In many cases, pancreatic cancer is associated with pancreatitis, often with acute pancreatitis. Since bevacizumab has been reported to cause various adverse reactions by its vascular endothelial cell growth-inhibiting activity, there is concern that it may exacerbate the pancreatitis and promote fibrosis, as concomitant pancreatitis induces the release of various cytokines and clustering of fibroblasts, thereby resulting in the local invasion and distant metastasis of pancreatic cancer cells (15). In pancreatic cancer, VEGF and VEGFR are overexpressed (7,8), but high serum VEGF levels are not only due to its secretion by cancer cells, but also often due to coexisting pancreatitis. Indeed, in the present mouse model of pancreatitis (19,20), serum VEGF levels were higher than in normal mice. On the other hand, the weight and collagen content of the pancreas decreased, indicating that marked fibrosis as in pancreatitis coexisting with pancreatic cancer was not induced. The duration of caerulein administration was 4 weeks and the environment produced by pancreatitis may have been very limited; however, in this model histopathological examination showed no evidence of exacerbation of pancreatitis or promotion of fibrosis in the bevacizumab-administered group. These results mean that in pancreatitis coexisting with pancreatic cancers, including PNEC, bevacizumab administration does not induce pancreatitis or the associated hypoxic environment, or is not negatively involved.
A previous study confirmed the antitumor effect of ZM447439, which was found to simultaneously inhibit two members of the Aurora kinase family, Aurora A and B, in the QGP-1 PNEC cell line (17). Also, the use of cyclin-dependent kinase and the low-molecular-weight VEGFR inhibitor ZK304709 induced apoptosis (18). These are anticancer agents that target the cell cycle. In the present study, bevacizumab itself showed no cytotoxic effect, but only reduced the rate of tumor growth by inhibiting host angiogenesis. However, this effect was extremely strong, suggesting that drugs with potent cytotoxic activity, including the above-described anticancer agents, are important.
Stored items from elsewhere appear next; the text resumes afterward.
//! A sparse M-dimensional quantity of primitives.
//!
//! Tile capacities and block masses are vectors with one dimension per
//! primitive model in the architecture. Most blocks touch only a handful of
//! model types, so the vector is stored sparsely; dimensions absent from the
//! map are zero. Values are `f64` since heuristic mass weighting may produce
//! non-integral masses.

use serde::{Deserialize, Serialize};
use std::collections::HashMap;
use std::ops::{AddAssign, MulAssign, Sub, SubAssign};

/// A sparse vector indexed by primitive-model dimension.
///
/// Equality ignores the distinction between an absent dimension and an
/// explicitly stored zero.
#[derive(Debug, Clone, Default, Serialize, Deserialize)]
pub struct PrimitiveVector {
    data: HashMap<usize, f64>,
}

impl PrimitiveVector {
    /// Creates the zero vector.
    pub fn new() -> Self {
        Self::default()
    }

    /// Returns the value at the given dimension (zero if absent).
    pub fn get(&self, dim: usize) -> f64 {
        self.data.get(&dim).copied().unwrap_or(0.0)
    }

    /// Sets the value at the given dimension.
    pub fn set(&mut self, dim: usize, val: f64) {
        self.data.insert(dim, val);
    }

    /// Adds the value to the given dimension.
    pub fn add_to_dim(&mut self, dim: usize, val: f64) {
        *self.data.entry(dim).or_insert(0.0) += val;
    }

    /// Returns `true` if all dimensions are zero.
    pub fn is_zero(&self) -> bool {
        self.data.values().all(|&v| v == 0.0)
    }

    /// Returns `true` if any dimension is non-zero.
    pub fn is_non_zero(&self) -> bool {
        !self.is_zero()
    }

    /// Returns `true` if no dimension is negative.
    pub fn is_non_negative(&self) -> bool {
        self.data.values().all(|&v| v >= 0.0)
    }

    /// Computes the manhattan (L1) norm: the sum of the absolute values of
    /// all dimensions.
    pub fn manhattan_norm(&self) -> f64 {
        self.data.values().map(|v| v.abs()).sum()
    }

    /// Returns `true` if any dimension of `self` is strictly less than the
    /// same dimension of `rhs`.
    ///
    /// This is the compatibility test used by the legalizer (capacity vs.
    /// mass, demand vs. supply). It is not an order relation: both
    /// `a.any_dim_lt(b)` and `b.any_dim_lt(a)` can hold at once, so it must
    /// never be used as a sort key.
    pub fn any_dim_lt(&self, rhs: &Self) -> bool {
        for (&dim, &val) in &self.data {
            if val < rhs.get(dim) {
                return true;
            }
        }
        // Dimensions present only in rhs compare against an implicit zero.
        for (&dim, &val) in &rhs.data {
            if val > self.get(dim) {
                return true;
            }
        }
        false
    }

    /// Clamps all negative dimensions to zero.
    pub fn relu(&mut self) {
        for v in self.data.values_mut() {
            if *v < 0.0 {
                *v = 0.0;
            }
        }
    }

    /// Projects this vector onto the given direction vector: every dimension
    /// that is zero in `dir` becomes zero in `self`.
    ///
    /// `dir` does not need to be a unit vector.
    pub fn project(&mut self, dir: &Self) {
        for (&dim, v) in self.data.iter_mut() {
            if dir.get(dim) == 0.0 {
                *v = 0.0;
            }
        }
    }

    /// Resets this vector to the zero vector.
    pub fn clear(&mut self) {
        self.data.clear();
    }

    /// Computes the elementwise maximum of two vectors.
    pub fn max(lhs: &Self, rhs: &Self) -> Self {
        let mut res = Self::new();
        for (&dim, &val) in &rhs.data {
            res.set(dim, lhs.get(dim).max(val));
        }
        for (&dim, &val) in &lhs.data {
            res.set(dim, val.max(rhs.get(dim)));
        }
        res
    }

    /// Returns the dimensions holding a non-zero value, in ascending order.
    pub fn non_zero_dims(&self) -> Vec<usize> {
        let mut dims: Vec<usize> = self
            .data
            .iter()
            .filter(|(_, &v)| v != 0.0)
            .map(|(&d, _)| d)
            .collect();
        dims.sort_unstable();
        dims
    }
}

impl PartialEq for PrimitiveVector {
    fn eq(&self, other: &Self) -> bool {
        self.data.iter().all(|(&d, &v)| other.get(d) == v)
            && other.data.iter().all(|(&d, &v)| self.get(d) == v)
    }
}

impl AddAssign<&PrimitiveVector> for PrimitiveVector {
    fn add_assign(&mut self, rhs: &PrimitiveVector) {
        for (&dim, &val) in &rhs.data {
            self.add_to_dim(dim, val);
        }
    }
}

impl SubAssign<&PrimitiveVector> for PrimitiveVector {
    fn sub_assign(&mut self, rhs: &PrimitiveVector) {
        for (&dim, &val) in &rhs.data {
            self.add_to_dim(dim, -val);
        }
    }
}

impl Sub<&PrimitiveVector> for &PrimitiveVector {
    type Output = PrimitiveVector;

    fn sub(self, rhs: &PrimitiveVector) -> PrimitiveVector {
        let mut res = self.clone();
        res -= rhs;
        res
    }
}

impl MulAssign<f64> for PrimitiveVector {
    fn mul_assign(&mut self, rhs: f64) {
        for v in self.data.values_mut() {
            *v *= rhs;
        }
    }
}

#[cfg(test)]
mod tests {
    use super::*;

    fn vec_of(pairs: &[(usize, f64)]) -> PrimitiveVector {
        let mut v = PrimitiveVector::new();
        for &(d, val) in pairs {
            v.set(d, val);
        }
        v
    }

    #[test]
    fn getters_and_setters() {
        let mut vec = PrimitiveVector::new();
        assert_eq!(vec.get(42), 0.0);
        vec.set(42, 2.0);
        assert_eq!(vec.get(42), 2.0);
        vec.add_to_dim(42, 10.0);
        assert_eq!(vec.get(42), 12.0);
        vec.set(0, -2.0);
        assert_eq!(vec.get(0), -2.0);
        vec.add_to_dim(42, -4.0);
        assert_eq!(vec.get(42), 8.0);
        vec.set(42, 0.0);
        assert_eq!(vec.get(42), 0.0);
        vec.clear();
        assert_eq!(vec.get(42), 0.0);
        assert_eq!(vec.get(0), 0.0);
    }

    #[test]
    fn zero_vector_is_zero() {
        let vec = PrimitiveVector::new();
        assert!(vec.is_zero());
        assert!(!vec.is_non_zero());
        // Explicitly stored zeros still count as the zero vector.
        let mut vec = PrimitiveVector::new();
        vec.set(3, 0.0);
        assert!(vec.is_zero());
    }

    #[test]
    fn equality_ignores_absent_vs_explicit_zero() {
        let a = vec_of(&[(0, 0.0), (1, 1.0), (2, 2.0)]);
        let mut b = vec_of(&[(1, 1.0), (2, 2.0)]);
        assert_eq!(a, b);
        assert_eq!(b, a);
        b.set(10, 0.0);
        assert_eq!(a, b);
        b.set(10, 100.0);
        assert_ne!(a, b);
        assert_ne!(b, a);
    }

    #[test]
    fn addition_commutes() {
        let a = vec_of(&[(0, 1.0), (2, 3.0)]);
        let b = vec_of(&[(1, 20.0), (2, 5.0)]);
        let mut ab = a.clone();
        ab += &b;
        let mut ba = b.clone();
        ba += &a;
        assert_eq!(ab, ba);
        assert_eq!(ab.get(0), 1.0);
        assert_eq!(ab.get(1), 20.0);
        assert_eq!(ab.get(2), 8.0);
    }

    #[test]
    fn add_then_subtract_is_identity() {
        let a = vec_of(&[(0, 10.0), (3, 4.0)]);
        let b = vec_of(&[(1, 20.0), (3, 2.0)]);
        let mut r = a.clone();
        r += &b;
        r -= &b;
        assert_eq!(r, a);
        // The binary subtraction agrees with the compound assignment.
        let mut sum = a.clone();
        sum += &b;
        assert_eq!(&sum - &b, a);
    }

    #[test]
    fn scalar_multiply_doubles() {
        let mut a = vec_of(&[(0, 0.0), (1, 1.0), (2, 2.0)]);
        a *= 2.0;
        assert_eq!(a.get(0), 0.0);
        assert_eq!(a.get(1), 2.0);
        assert_eq!(a.get(2), 4.0);
    }

    #[test]
    fn max_with_zero_is_relu() {
        let a = vec_of(&[(0, -3.0), (1, 2.0), (2, -0.5)]);
        let maxed = PrimitiveVector::max(&a, &PrimitiveVector::new());
        let mut relued = a.clone();
        relued.relu();
        assert_eq!(maxed, relued);
        assert!(relued.is_non_negative());
        assert_eq!(relued.get(1), 2.0);
    }

    #[test]
    fn max_elementwise() {
        let a = vec_of(&[(0, 1.0), (1, 5.0)]);
        let b = vec_of(&[(0, 3.0), (2, 2.0)]);
        let m = PrimitiveVector::max(&a, &b);
        assert_eq!(m.get(0), 3.0);
        assert_eq!(m.get(1), 5.0);
        assert_eq!(m.get(2), 2.0);
    }

    #[test]
    fn manhattan_norm_is_symmetric_under_negation() {
        let a = vec_of(&[(0, 3.0), (1, -4.0), (5, 0.5)]);
        let mut neg = a.clone();
        neg *= -1.0;
        assert_eq!(a.manhattan_norm(), neg.manhattan_norm());
        assert_eq!(a.manhattan_norm(), 7.5);
    }

    #[test]
    fn project_zeros_masked_dims() {
        let mut a = vec_of(&[(0, 12.0), (1, 32.0), (2, 8.0), (3, 2.0)]);
        let mask = vec_of(&[(0, 2.0), (2, 2.0)]);
        a.project(&mask);
        assert_eq!(a.get(0), 12.0);
        assert_eq!(a.get(1), 0.0);
        assert_eq!(a.get(2), 8.0);
        assert_eq!(a.get(3), 0.0);
    }

    #[test]
    fn any_dim_lt_cases() {
        // Empty vector is less than any positive vector.
        let empty = PrimitiveVector::new();
        let pos = vec_of(&[(0, 10.0), (1, 20.0)]);
        assert!(empty.any_dim_lt(&pos));
        // 1-D comparisons.
        let one = vec_of(&[(0, 1.0)]);
        let two = vec_of(&[(0, 2.0)]);
        assert!(one.any_dim_lt(&two));
        assert!(!two.any_dim_lt(&one));
        let three = vec_of(&[(0, 3.0)]);
        assert!(!three.any_dim_lt(&two));
        // Mixed: each vector is larger in one dimension, so both hold. This
        // is why the relation is not an order.
        let a = vec_of(&[(0, 1.0), (1, 5.0)]);
        let b = vec_of(&[(0, 5.0), (1, 1.0)]);
        assert!(a.any_dim_lt(&b));
        assert!(b.any_dim_lt(&a));
    }

    #[test]
    fn non_zero_dims_sorted() {
        let a = vec_of(&[(7, 1.0), (2, 3.0), (5, 0.0)]);
        assert_eq!(a.non_zero_dims(), vec![2, 7]);
    }

    #[test]
    fn serde_roundtrip() {
        let a = vec_of(&[(0, 1.5), (9, -2.0)]);
        let json = serde_json::to_string(&a).unwrap();
        let restored: PrimitiveVector = serde_json::from_str(&json).unwrap();
        assert_eq!(a, restored);
    }
}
In conclusion, the PNEC cell line showed a higher secretion of VEGF than the DCC cell lines. Single therapy with the anti-VEGF antibody bevacizumab inhibited the induction of host angiogenesis in vivo, resulting in significant tumor growth inhibition, but not in tumor angiogenesis inhibition. In addition, bevacizumab reduced serum VEGF levels, but did not increase the area of ischemia in the pancreas. These results show that bevacizumab does not affect the pancreas itself, and it is expected to exert a potent growth-inhibitory effect on PNEC alone.